What is expected: Go over the data and keep only the lines that include "verbose".

=-=-=

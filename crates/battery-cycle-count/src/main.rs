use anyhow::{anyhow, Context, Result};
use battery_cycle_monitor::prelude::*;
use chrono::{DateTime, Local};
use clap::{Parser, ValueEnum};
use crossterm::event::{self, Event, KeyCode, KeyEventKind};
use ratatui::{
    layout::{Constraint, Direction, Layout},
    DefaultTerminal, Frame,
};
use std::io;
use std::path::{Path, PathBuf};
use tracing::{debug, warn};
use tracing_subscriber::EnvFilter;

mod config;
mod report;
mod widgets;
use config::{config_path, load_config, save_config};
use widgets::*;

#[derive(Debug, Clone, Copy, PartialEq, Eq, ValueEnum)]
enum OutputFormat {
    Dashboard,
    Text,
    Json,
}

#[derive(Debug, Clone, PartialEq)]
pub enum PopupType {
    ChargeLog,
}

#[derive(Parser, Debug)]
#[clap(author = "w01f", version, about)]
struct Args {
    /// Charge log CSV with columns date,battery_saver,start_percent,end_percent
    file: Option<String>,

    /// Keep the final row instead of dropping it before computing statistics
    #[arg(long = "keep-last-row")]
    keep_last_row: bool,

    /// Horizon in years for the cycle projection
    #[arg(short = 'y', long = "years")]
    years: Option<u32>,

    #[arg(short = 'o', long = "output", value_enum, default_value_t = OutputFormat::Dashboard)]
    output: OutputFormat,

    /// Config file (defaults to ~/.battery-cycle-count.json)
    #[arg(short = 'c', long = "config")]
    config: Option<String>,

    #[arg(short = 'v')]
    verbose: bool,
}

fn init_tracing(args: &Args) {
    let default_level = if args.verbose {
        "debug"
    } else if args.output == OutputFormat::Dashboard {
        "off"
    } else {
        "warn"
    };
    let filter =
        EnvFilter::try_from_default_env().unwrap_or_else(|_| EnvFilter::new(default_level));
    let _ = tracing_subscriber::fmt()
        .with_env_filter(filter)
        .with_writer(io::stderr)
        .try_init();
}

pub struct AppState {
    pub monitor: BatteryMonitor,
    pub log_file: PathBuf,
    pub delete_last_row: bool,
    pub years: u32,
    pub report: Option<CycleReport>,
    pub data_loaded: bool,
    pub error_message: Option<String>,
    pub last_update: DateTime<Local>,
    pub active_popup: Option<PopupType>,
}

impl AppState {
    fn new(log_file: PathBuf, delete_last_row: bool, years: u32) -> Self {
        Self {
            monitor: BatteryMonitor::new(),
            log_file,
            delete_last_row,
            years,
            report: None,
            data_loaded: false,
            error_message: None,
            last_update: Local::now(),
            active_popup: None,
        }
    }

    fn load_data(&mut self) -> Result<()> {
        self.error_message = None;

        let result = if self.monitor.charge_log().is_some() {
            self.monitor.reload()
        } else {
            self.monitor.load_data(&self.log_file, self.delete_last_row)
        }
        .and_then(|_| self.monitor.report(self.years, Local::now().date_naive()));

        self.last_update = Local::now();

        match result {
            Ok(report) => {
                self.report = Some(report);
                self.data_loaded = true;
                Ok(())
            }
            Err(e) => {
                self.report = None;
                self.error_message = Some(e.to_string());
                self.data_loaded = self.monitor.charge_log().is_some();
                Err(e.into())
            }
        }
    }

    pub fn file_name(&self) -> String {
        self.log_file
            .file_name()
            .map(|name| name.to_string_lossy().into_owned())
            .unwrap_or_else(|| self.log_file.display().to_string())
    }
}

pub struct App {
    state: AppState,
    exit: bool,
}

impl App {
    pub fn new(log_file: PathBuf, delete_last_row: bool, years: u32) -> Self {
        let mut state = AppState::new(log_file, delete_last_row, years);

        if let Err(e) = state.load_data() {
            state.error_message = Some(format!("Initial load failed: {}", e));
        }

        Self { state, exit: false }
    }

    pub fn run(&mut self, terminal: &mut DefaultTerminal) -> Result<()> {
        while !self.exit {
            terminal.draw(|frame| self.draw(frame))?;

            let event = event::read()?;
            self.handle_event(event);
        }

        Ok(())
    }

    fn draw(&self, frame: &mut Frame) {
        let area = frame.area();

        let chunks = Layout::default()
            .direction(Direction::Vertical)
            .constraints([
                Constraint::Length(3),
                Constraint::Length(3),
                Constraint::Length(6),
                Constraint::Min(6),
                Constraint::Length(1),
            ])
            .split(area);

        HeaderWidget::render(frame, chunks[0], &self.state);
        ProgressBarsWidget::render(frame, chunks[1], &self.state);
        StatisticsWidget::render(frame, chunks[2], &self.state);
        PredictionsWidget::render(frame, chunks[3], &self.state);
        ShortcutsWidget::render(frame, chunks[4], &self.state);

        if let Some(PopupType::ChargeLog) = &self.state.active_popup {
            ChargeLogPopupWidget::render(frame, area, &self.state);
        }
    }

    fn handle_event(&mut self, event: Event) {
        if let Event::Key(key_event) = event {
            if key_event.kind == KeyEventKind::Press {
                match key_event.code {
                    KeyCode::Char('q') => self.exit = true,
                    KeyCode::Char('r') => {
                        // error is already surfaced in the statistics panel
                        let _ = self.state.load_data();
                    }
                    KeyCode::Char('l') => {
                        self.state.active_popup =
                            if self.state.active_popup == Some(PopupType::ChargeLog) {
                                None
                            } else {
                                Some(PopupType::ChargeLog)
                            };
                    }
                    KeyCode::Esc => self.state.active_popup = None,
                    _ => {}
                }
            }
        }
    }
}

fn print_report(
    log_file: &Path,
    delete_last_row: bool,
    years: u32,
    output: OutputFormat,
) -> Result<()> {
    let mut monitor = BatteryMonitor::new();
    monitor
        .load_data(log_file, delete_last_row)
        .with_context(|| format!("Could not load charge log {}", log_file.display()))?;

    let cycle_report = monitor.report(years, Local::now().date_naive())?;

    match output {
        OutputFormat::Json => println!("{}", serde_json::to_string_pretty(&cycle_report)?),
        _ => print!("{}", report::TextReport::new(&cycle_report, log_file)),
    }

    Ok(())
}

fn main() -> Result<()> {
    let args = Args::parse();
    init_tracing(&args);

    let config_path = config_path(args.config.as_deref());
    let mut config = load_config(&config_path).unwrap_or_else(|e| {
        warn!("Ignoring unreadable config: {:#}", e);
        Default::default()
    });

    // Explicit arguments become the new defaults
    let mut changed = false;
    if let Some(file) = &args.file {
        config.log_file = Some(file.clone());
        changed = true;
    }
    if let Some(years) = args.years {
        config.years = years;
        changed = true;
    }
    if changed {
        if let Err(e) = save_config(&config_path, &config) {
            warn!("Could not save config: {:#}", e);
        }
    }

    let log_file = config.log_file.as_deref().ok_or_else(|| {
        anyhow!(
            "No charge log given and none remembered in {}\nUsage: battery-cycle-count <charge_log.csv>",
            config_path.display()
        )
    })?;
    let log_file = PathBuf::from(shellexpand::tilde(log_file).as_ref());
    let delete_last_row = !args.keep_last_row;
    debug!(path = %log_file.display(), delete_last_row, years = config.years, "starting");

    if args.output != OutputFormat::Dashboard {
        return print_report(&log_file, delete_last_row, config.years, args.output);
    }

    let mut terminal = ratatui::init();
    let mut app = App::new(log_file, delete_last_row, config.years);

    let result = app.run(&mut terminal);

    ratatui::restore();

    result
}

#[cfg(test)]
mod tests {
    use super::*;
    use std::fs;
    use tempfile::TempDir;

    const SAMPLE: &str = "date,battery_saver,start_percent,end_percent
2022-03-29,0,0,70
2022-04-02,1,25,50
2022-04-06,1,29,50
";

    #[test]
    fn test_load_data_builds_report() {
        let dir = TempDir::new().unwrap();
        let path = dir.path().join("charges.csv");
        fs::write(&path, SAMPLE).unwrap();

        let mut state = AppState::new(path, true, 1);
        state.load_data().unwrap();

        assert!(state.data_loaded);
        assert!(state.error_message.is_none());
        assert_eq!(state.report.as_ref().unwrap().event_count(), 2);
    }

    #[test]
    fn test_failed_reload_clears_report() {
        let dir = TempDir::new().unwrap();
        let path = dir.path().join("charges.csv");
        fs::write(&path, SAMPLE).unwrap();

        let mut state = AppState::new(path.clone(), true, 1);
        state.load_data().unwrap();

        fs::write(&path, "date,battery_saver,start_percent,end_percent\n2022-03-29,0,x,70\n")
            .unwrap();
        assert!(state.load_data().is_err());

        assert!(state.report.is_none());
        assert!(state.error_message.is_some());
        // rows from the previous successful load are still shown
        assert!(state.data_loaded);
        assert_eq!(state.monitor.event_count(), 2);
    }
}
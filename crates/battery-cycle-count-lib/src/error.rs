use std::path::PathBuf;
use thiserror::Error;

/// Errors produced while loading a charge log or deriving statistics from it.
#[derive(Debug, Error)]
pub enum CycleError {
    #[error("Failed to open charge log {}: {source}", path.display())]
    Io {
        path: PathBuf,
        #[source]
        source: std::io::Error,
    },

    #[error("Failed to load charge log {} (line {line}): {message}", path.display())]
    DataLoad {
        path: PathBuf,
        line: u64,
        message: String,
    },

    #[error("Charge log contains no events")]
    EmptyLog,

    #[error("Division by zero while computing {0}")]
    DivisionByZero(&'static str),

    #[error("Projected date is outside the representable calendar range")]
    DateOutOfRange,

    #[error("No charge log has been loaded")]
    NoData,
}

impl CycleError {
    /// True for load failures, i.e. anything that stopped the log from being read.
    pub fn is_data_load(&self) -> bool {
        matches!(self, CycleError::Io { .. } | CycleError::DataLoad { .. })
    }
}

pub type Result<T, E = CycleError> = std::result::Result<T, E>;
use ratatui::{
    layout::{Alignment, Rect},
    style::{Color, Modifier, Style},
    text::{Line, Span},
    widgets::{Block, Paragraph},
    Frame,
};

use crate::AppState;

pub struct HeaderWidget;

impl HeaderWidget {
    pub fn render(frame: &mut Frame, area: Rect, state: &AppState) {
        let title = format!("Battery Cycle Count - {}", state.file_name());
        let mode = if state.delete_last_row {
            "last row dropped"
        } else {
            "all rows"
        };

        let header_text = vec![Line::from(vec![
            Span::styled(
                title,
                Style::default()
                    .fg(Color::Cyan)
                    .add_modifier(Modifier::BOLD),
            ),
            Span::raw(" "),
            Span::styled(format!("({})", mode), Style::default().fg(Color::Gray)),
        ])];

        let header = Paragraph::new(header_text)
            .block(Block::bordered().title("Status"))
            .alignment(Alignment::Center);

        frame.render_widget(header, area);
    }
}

=-=-=

Solved problem:
    verbose: bool,
    let default_level = if args.verbose {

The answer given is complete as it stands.